Task description: Scan the entries and copy each line where the word "CreatedFile" is present.

= = = = = = =

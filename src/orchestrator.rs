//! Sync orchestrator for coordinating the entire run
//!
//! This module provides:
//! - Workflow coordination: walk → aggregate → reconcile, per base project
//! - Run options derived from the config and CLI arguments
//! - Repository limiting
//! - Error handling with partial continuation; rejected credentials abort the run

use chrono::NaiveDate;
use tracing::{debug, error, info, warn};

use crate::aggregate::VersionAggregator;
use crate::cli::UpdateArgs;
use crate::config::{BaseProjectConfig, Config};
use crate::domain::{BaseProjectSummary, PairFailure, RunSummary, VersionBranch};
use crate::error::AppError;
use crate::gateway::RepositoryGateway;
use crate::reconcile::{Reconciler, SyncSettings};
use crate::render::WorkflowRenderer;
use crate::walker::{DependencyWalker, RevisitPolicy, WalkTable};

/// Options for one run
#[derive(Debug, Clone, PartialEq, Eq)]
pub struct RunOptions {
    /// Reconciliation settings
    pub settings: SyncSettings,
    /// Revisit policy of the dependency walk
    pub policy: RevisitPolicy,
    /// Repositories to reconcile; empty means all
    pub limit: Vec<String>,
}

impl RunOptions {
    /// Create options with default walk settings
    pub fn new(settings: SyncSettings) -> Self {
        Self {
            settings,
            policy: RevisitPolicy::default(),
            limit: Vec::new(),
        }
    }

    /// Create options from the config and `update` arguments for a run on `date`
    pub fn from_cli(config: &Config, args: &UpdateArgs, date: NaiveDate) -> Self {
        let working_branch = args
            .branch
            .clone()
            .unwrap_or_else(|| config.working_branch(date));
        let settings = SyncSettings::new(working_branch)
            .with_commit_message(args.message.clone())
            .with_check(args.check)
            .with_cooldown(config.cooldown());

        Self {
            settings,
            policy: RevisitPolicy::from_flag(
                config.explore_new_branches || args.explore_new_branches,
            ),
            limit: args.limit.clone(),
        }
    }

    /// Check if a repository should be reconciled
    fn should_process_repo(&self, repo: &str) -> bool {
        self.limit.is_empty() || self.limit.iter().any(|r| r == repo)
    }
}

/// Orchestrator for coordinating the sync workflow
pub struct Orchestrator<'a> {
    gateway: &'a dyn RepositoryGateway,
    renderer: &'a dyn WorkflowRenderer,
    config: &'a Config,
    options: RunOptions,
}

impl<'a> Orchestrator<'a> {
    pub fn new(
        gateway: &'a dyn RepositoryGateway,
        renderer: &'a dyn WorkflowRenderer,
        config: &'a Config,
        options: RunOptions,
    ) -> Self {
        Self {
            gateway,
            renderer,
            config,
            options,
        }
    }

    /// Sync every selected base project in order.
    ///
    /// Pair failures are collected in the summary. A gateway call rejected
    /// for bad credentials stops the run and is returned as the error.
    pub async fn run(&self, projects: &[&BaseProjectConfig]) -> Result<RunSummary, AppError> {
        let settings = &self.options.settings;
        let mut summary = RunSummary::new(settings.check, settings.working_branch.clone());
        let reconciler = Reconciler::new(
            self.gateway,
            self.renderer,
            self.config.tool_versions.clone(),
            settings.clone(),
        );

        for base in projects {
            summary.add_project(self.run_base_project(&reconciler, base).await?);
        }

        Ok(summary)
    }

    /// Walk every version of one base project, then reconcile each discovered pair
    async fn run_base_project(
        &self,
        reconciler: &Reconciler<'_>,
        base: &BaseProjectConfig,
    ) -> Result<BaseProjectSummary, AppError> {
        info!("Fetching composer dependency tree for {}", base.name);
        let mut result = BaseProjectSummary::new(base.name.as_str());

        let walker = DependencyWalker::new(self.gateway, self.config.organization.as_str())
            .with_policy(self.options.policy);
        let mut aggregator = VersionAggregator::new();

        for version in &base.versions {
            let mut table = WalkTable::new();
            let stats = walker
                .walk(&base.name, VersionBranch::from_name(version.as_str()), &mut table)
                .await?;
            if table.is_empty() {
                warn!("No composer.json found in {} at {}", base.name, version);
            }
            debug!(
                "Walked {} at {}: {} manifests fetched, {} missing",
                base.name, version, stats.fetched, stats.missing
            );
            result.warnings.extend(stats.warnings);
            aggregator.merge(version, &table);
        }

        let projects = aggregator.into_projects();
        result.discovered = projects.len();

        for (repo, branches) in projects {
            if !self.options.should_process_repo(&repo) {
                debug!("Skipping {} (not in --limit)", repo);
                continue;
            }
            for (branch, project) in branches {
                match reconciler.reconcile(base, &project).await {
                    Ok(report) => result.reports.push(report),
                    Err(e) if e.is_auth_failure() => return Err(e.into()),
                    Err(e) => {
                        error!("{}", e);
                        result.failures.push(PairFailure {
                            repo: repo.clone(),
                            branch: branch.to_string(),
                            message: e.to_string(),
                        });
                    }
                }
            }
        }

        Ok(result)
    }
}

= = = = = = =

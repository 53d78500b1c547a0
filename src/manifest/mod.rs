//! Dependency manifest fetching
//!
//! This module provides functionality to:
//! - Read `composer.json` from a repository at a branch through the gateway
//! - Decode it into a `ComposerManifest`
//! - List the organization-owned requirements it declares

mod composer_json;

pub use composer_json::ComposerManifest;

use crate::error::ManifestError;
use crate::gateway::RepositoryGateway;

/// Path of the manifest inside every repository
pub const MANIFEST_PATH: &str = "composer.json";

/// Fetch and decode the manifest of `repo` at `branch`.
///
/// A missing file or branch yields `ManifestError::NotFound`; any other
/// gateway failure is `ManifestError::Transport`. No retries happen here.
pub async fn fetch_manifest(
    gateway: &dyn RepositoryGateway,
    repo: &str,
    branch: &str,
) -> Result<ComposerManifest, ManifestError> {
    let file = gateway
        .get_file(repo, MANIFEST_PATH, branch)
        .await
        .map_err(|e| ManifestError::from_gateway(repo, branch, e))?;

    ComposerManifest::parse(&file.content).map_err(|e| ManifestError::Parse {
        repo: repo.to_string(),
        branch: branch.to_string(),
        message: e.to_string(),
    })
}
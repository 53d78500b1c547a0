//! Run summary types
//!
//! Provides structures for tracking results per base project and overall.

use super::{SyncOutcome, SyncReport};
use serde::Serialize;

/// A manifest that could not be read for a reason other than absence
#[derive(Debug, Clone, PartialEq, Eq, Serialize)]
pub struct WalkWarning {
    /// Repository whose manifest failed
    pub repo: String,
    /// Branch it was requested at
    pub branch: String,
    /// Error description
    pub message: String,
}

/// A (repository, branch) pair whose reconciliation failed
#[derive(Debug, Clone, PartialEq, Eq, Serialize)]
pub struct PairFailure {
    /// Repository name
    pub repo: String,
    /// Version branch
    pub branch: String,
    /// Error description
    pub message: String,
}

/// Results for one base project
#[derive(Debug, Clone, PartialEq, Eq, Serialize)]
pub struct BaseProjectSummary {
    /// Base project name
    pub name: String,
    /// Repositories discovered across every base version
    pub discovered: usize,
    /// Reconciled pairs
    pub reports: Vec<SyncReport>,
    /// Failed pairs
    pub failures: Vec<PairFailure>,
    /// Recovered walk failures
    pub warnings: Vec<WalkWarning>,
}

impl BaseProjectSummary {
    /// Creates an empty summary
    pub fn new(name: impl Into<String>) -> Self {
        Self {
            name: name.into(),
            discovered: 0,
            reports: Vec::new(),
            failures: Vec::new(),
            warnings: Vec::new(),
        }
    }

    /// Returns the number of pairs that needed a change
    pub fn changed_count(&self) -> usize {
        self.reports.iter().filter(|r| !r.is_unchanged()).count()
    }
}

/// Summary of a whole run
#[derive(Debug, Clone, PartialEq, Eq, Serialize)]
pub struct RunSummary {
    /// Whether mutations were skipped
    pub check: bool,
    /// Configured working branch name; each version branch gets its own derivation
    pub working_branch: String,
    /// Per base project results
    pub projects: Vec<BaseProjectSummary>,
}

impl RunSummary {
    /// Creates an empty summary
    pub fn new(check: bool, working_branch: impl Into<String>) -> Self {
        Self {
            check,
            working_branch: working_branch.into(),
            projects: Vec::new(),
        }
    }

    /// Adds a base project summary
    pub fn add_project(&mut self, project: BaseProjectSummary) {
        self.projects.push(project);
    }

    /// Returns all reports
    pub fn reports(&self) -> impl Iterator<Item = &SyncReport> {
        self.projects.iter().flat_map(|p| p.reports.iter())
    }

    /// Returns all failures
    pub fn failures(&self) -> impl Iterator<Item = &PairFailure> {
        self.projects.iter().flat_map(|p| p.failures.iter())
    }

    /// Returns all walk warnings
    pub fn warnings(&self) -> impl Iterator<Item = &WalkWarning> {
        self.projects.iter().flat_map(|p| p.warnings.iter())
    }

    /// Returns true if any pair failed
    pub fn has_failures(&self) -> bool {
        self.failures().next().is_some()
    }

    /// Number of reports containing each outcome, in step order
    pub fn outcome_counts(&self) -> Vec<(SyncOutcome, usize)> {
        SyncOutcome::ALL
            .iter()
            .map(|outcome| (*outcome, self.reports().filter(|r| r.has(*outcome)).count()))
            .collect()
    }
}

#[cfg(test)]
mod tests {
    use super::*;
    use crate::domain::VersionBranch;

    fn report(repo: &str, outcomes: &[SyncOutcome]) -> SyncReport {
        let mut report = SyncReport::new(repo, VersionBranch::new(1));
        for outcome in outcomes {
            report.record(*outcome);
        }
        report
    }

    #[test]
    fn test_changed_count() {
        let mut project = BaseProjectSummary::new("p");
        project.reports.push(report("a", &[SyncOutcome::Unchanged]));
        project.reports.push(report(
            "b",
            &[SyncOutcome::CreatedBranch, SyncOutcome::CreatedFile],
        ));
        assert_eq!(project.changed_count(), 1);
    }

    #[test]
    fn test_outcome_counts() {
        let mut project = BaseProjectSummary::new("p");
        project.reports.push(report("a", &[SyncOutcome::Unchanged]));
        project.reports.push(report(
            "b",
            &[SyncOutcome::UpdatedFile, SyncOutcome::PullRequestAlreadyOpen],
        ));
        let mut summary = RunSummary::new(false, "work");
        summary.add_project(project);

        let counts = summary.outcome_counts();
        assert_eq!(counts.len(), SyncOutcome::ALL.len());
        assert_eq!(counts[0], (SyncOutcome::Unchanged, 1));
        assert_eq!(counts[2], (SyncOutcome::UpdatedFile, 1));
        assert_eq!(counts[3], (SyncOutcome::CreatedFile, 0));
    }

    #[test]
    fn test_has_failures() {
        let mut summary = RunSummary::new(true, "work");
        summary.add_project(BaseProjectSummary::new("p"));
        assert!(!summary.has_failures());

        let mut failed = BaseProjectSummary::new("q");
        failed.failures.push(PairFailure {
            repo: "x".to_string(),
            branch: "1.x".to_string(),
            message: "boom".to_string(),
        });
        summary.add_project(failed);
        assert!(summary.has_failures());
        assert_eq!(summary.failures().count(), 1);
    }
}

= = = = = = =

Response area:
            &[SyncOutcome::CreatedBranch, SyncOutcome::CreatedFile],
        assert_eq!(counts[3], (SyncOutcome::CreatedFile, 0));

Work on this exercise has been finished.